Data Privacy: Organizations must ensure that their data respects privacy standards and complies with relevant regulations, such as GDPR or CCPA. This could involve anonymizing personal data, obtaining necessary permissions for data use, and implementing secure data storage and handling practices. This is crucial not only for ethical reasons but also to avoid legal issues.
Data Biases: Data used to train models can often contain biases, which the model can then learn and perpetuate. Organizations need to implement processes for identifying and mitigating these biases in the data. This could involve diverse data collection strategies, bias auditing tools, and approaches for debiasing the data. Addressing data bias is essential for fair building models and that produces reliable results across different populations.

Model Performance

Depending on the organization’s goals, fine-tuning an LLM might actually be enough. There are different ways to adapt an LLM to suit your organization’s needs and improve its performance. However, we recommend following a backward method to determine the optimal approach. This method also helps lessen costs for fine-tuning an LLM, as the more you move “backward” in these steps, the more the techniques can get costly.
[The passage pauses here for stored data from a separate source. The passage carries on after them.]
use std::fs::{self, File, OpenOptions, Permissions};
use std::io::{self, Read, Seek, SeekFrom, Write};
use std::os::unix::fs::{OpenOptionsExt, PermissionsExt};
use std::path::{Path, PathBuf};
use std::time::Instant;

use crate::BlockKey;

/// Mode of a staging file whose content matches the backend.
const MODE_CLEAN: u32 = 0o400;
/// Mode of a staging file with local modifications.
const MODE_DIRTY: u32 = 0o600;
/// Mode of a staging file that is still being downloaded.
const MODE_PARTIAL: u32 = 0o640;

/// True if the permission bits mark the file as modified locally.
pub fn is_dirty_mode(mode: u32) -> bool {
    mode & 0o200 != 0
}

/// True if the permission bits mark an interrupted download.
pub fn is_partial_mode(mode: u32) -> bool {
    mode & 0o040 != 0
}

/// Path of the staging file for `key` below `cache_dir`.
pub fn staging_path(cache_dir: &Path, key: BlockKey, shard_count: u64) -> PathBuf {
    let shard = key.inode.wrapping_add(key.blockno) % shard_count.max(1);
    cache_dir
        .join(format!("subdir_{shard}"))
        .join(format!("{}-{}", key.inode, key.blockno))
}

/// Parse a staging file name of the form `<inode>-<blockno>`.
pub fn parse_staging_name(name: &str) -> Option<BlockKey> {
    let (inode, blockno) = name.split_once('-')?;
    if inode.is_empty() || blockno.is_empty() {
        return None;
    }
    if !inode.bytes().chain(blockno.bytes()).all(|b| b.is_ascii_digit()) {
        return None;
    }
    Some(BlockKey::new(inode.parse().ok()?, blockno.parse().ok()?))
}

/// One locally staged block.
///
/// The dirty state lives in the staging file's permission bits as well as in
/// memory, so it survives a restart. The descriptor may be closed to stay
/// within the open-file budget while the entry remains cached.
#[derive(Debug)]
pub struct CacheEntry {
    key: BlockKey,
    path: PathBuf,
    file: Option<File>,
    size: u64,
    dirty: bool,
    pub(crate) last_access: Instant,
    pub(crate) to_delete: bool,
}

impl CacheEntry {
    /// Create a new, empty and clean staging file, truncating any existing one.
    pub fn create(key: BlockKey, path: PathBuf) -> io::Result<Self> {
        let file = OpenOptions::new()
            .read(true)
            .write(true)
            .create(true)
            .truncate(true)
            .mode(MODE_DIRTY)
            .open(&path)?;
        file.set_permissions(Permissions::from_mode(MODE_CLEAN))?;
        Ok(Self {
            key,
            path,
            file: Some(file),
            size: 0,
            dirty: false,
            last_access: Instant::now(),
            to_delete: false,
        })
    }

    /// Create an empty staging file for a download.
    ///
    /// The file carries the partial mode from the moment it exists, so an
    /// interrupted download is never mistaken for a clean block. It stays
    /// partial until [`mark_clean`](Self::mark_clean).
    pub fn create_partial(key: BlockKey, path: PathBuf) -> io::Result<Self> {
        let file = OpenOptions::new()
            .read(true)
            .write(true)
            .create(true)
            .truncate(true)
            .mode(MODE_PARTIAL)
            .open(&path)?;
        // Covers a pre-existing file and the umask.
        file.set_permissions(Permissions::from_mode(MODE_PARTIAL))?;
        Ok(Self {
            key,
            path,
            file: Some(file),
            size: 0,
            dirty: true,
            last_access: Instant::now(),
            to_delete: false,
        })
    }

    /// Open an existing staging file, inferring the dirty state from its mode.
    pub fn open(key: BlockKey, path: PathBuf) -> io::Result<Self> {
        let mut entry = Self::load(key, path)?;
        entry.reopen()?;
        Ok(entry)
    }

    /// Adopt an existing staging file without opening a descriptor.
    pub fn load(key: BlockKey, path: PathBuf) -> io::Result<Self> {
        let meta = fs::metadata(&path)?;
        Ok(Self {
            key,
            path,
            file: None,
            size: meta.len(),
            dirty: is_dirty_mode(meta.permissions().mode()),
            last_access: Instant::now(),
            to_delete: false,
        })
    }

    pub fn key(&self) -> BlockKey {
        self.key
    }

    pub fn path(&self) -> &Path {
        &self.path
    }

    pub fn size(&self) -> u64 {
        self.size
    }

    pub fn is_dirty(&self) -> bool {
        self.dirty
    }

    pub fn is_open(&self) -> bool {
        self.file.is_some()
    }

    pub fn touch(&mut self) {
        self.last_access = Instant::now();
    }

    /// Release the descriptor. Content and cache membership are kept.
    pub fn close(&mut self) {
        self.file = None;
    }

    /// Acquire a descriptor again, re-reading the dirty state from disk.
    pub fn reopen(&mut self) -> io::Result<()> {
        if self.file.is_some() {
            return Ok(());
        }
        let mode = fs::metadata(&self.path)?.permissions().mode();
        let file = match OpenOptions::new().read(true).write(true).open(&self.path) {
            Ok(file) => file,
            Err(e) if e.kind() == io::ErrorKind::PermissionDenied => {
                // Clean files are read-only for the owner too.
                fs::set_permissions(&self.path, Permissions::from_mode(MODE_DIRTY))?;
                let file = OpenOptions::new().read(true).write(true).open(&self.path)?;
                file.set_permissions(Permissions::from_mode(mode & 0o777))?;
                file
            }
            Err(e) => return Err(e),
        };
        self.dirty = is_dirty_mode(mode);
        self.size = file.metadata()?.len();
        self.file = Some(file);
        Ok(())
    }

    /// Open an independent read-only descriptor on the staging file.
    pub fn open_reader(&self) -> io::Result<File> {
        File::open(&self.path)
    }

    fn file_mut(&mut self) -> io::Result<&mut File> {
        let key = self.key;
        self.file.as_mut().ok_or_else(|| {
            io::Error::new(
                io::ErrorKind::Other,
                format!("cache entry {key} is closed"),
            )
        })
    }

    fn set_mode(&mut self, mode: u32) -> io::Result<()> {
        match &self.file {
            Some(file) => file.set_permissions(Permissions::from_mode(mode)),
            None => fs::set_permissions(&self.path, Permissions::from_mode(mode)),
        }
    }

    fn mark_dirty(&mut self) -> io::Result<()> {
        if !self.dirty {
            self.set_mode(MODE_DIRTY)?;
            self.dirty = true;
        }
        Ok(())
    }

    /// Record that the content now matches the backend.
    pub fn mark_clean(&mut self) -> io::Result<()> {
        self.set_mode(MODE_CLEAN)?;
        self.dirty = false;
        Ok(())
    }

    pub fn seek(&mut self, offset: u64) -> io::Result<()> {
        self.file_mut()?.seek(SeekFrom::Start(offset))?;
        Ok(())
    }

    /// Read up to `len` bytes from the current position.
    pub fn read(&mut self, len: usize) -> io::Result<Vec<u8>> {
        let file = self.file_mut()?;
        let mut buf = Vec::with_capacity(len);
        file.take(len as u64).read_to_end(&mut buf)?;
        Ok(buf)
    }

    /// Write at the current position, marking the entry dirty.
    pub fn write(&mut self, data: &[u8]) -> io::Result<()> {
        self.mark_dirty()?;
        let file = self.file_mut()?;
        file.write_all(data)?;
        let pos = file.stream_position()?;
        self.size = self.size.max(pos);
        Ok(())
    }

    /// Truncate (or extend) to `size` bytes, marking the entry dirty.
    pub fn truncate(&mut self, size: u64) -> io::Result<()> {
        self.mark_dirty()?;
        self.file_mut()?.set_len(size)?;
        self.size = size;
        Ok(())
    }

    /// Copy a downloaded object into the file without touching its mode.
    pub fn fill_from(&mut self, reader: &mut dyn Read) -> io::Result<u64> {
        let file = self.file_mut()?;
        file.seek(SeekFrom::Start(0))?;
        let copied = io::copy(reader, file)?;
        file.set_len(copied)?;
        self.size = copied;
        Ok(copied)
    }

    /// Delete the staging file. The entry must already be out of the cache.
    pub fn unlink(mut self) -> io::Result<()> {
        self.file = None;
        match fs::remove_file(&self.path) {
            Ok(()) => Ok(()),
            Err(e) if e.kind() == io::ErrorKind::NotFound => Ok(()),
            Err(e) => Err(e),
        }
    }
}

#[cfg(test)]
mod tests {
    use super::*;
    use tempfile::tempdir;

    fn setup() -> (PathBuf, tempfile::TempDir) {
        let dir = tempdir().unwrap();
        (dir.path().join("5-2"), dir)
    }

    fn mode_of(path: &Path) -> u32 {
        fs::metadata(path).unwrap().permissions().mode() & 0o777
    }

    #[test]
    fn test_staging_path_shards() {
        let base = Path::new("/cache");
        let path = staging_path(base, BlockKey::new(150, 7), 100);
        assert_eq!(path, Path::new("/cache/subdir_57/150-7"));
        assert_eq!(parse_staging_name("150-7"), Some(BlockKey::new(150, 7)));
        assert_eq!(parse_staging_name("150-"), None);
        assert_eq!(parse_staging_name("x-1"), None);
        assert_eq!(parse_staging_name("1-2-3"), None);
    }

    #[test]
    fn test_create_is_clean_and_empty() {
        let (path, _dir) = setup();
        let entry = CacheEntry::create(BlockKey::new(5, 2), path.clone()).unwrap();
        assert!(!entry.is_dirty());
        assert!(entry.is_open());
        assert_eq!(entry.size(), 0);
        assert_eq!(mode_of(&path), MODE_CLEAN);
    }

    #[test]
    fn test_write_marks_dirty_on_disk() {
        let (path, _dir) = setup();
        let mut entry = CacheEntry::create(BlockKey::new(5, 2), path.clone()).unwrap();
        entry.write(b"hello").unwrap();
        assert!(entry.is_dirty());
        assert_eq!(entry.size(), 5);
        assert!(is_dirty_mode(mode_of(&path)));

        entry.seek(2).unwrap();
        entry.write(b"LLO world").unwrap();
        assert_eq!(entry.size(), 11);
        entry.seek(0).unwrap();
        assert_eq!(entry.read(100).unwrap(), b"heLLO world");
    }

    #[test]
    fn test_truncate() {
        let (path, _dir) = setup();
        let mut entry = CacheEntry::create(BlockKey::new(5, 2), path).unwrap();
        entry.write(b"0123456789").unwrap();
        entry.mark_clean().unwrap();
        entry.truncate(4).unwrap();
        assert!(entry.is_dirty());
        assert_eq!(entry.size(), 4);
        entry.seek(0).unwrap();
        assert_eq!(entry.read(10).unwrap(), b"0123");
    }

    #[test]
    fn test_close_reopen_preserves_state() {
        let (path, _dir) = setup();
        let mut entry = CacheEntry::create(BlockKey::new(5, 2), path).unwrap();
        entry.write(b"dirty data").unwrap();
        for _ in 0..3 {
            entry.close();
            assert!(!entry.is_open());
            entry.reopen().unwrap();
            assert!(entry.is_dirty());
        }
        entry.mark_clean().unwrap();
        for _ in 0..3 {
            entry.close();
            entry.reopen().unwrap();
            assert!(!entry.is_dirty());
        }
        entry.seek(0).unwrap();
        assert_eq!(entry.read(100).unwrap(), b"dirty data");
        assert_eq!(entry.size(), 10);
    }

    #[test]
    fn test_read_on_closed_entry_fails() {
        let (path, _dir) = setup();
        let mut entry = CacheEntry::create(BlockKey::new(5, 2), path).unwrap();
        entry.close();
        assert!(entry.read(1).is_err());
    }

    #[test]
    fn test_load_infers_dirty_from_mode() {
        let (path, _dir) = setup();
        let mut entry = CacheEntry::create(BlockKey::new(5, 2), path.clone()).unwrap();
        entry.write(b"abc").unwrap();
        drop(entry);

        let loaded = CacheEntry::load(BlockKey::new(5, 2), path.clone()).unwrap();
        assert!(loaded.is_dirty());
        assert!(!loaded.is_open());
        assert_eq!(loaded.size(), 3);

        let opened = CacheEntry::open(BlockKey::new(5, 2), path).unwrap();
        assert!(opened.is_dirty());
        assert!(opened.is_open());
    }

    #[test]
    fn test_create_partial_marks_download() {
        let (path, _dir) = setup();
        let mut entry = CacheEntry::create_partial(BlockKey::new(5, 2), path.clone()).unwrap();
        assert!(entry.is_dirty());
        assert_eq!(mode_of(&path), MODE_PARTIAL);
        entry.fill_from(&mut &b"remote"[..]).unwrap();
        assert!(is_partial_mode(mode_of(&path)));
        assert_eq!(entry.size(), 6);
        entry.mark_clean().unwrap();
        assert!(!is_partial_mode(mode_of(&path)));
        assert!(!entry.is_dirty());
    }

    #[test]
    fn test_interrupted_download_is_never_clean() {
        let (path, _dir) = setup();
        // Nothing is written before the process dies.
        let entry = CacheEntry::create_partial(BlockKey::new(5, 2), path.clone()).unwrap();
        drop(entry);

        let mode = mode_of(&path);
        assert!(is_partial_mode(mode));
        let loaded = CacheEntry::load(BlockKey::new(5, 2), path).unwrap();
        assert_eq!(loaded.size(), 0);
        assert!(loaded.is_dirty());
    }

    #[test]
    fn test_unlink() {
        let (path, _dir) = setup();
        let entry = CacheEntry::create(BlockKey::new(5, 2), path.clone()).unwrap();
        entry.unlink().unwrap();
        assert!(!path.exists());
    }
}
Let’s break this down in the simplest way.

Usually, training a foundation model or LLM would start with machine learning engineers going through unsupervised training, then supervised training to fine-tune the LLM, and finally, prompting and prompt tuning to obtain the required output. Of course, there are different steps in between, but we will stick to these three steps.

Our recommended path for fine-tuning an LLM would be going backward. Wherein you first start prompt-tuning, which includes prompt engineering and prompt debugging. This would use the least resources. However, suppose the LLM is stagnating or not performing as you’d like. In that case, you move on to supervised/instruction fine-tuning, which may include methods such as RLHF, retrieval-augmented generation, or transfer learning.

For example, we increased the accuracy of DinoV2 from 83 to 95% on a specific detect defection classification use case through transfer learning by only using 200 labeled examples.

Finally, if everything else fails, the next step would be going for unsupervised methods and ensuring we have a suitable dataset for pre-training the model.

Maintenance and Updates

Like most models deployed in dynamic environments, whether built or fine-tuned, LLMs require reiteration to stay effective with fresh data. Reiteration is refitting a model to new data or refreshed objectives. Companies must create robust processes for routinely reiterating models using fresh datasets, typically iterative, including building/fine-tuning, testing, and deploying them into production.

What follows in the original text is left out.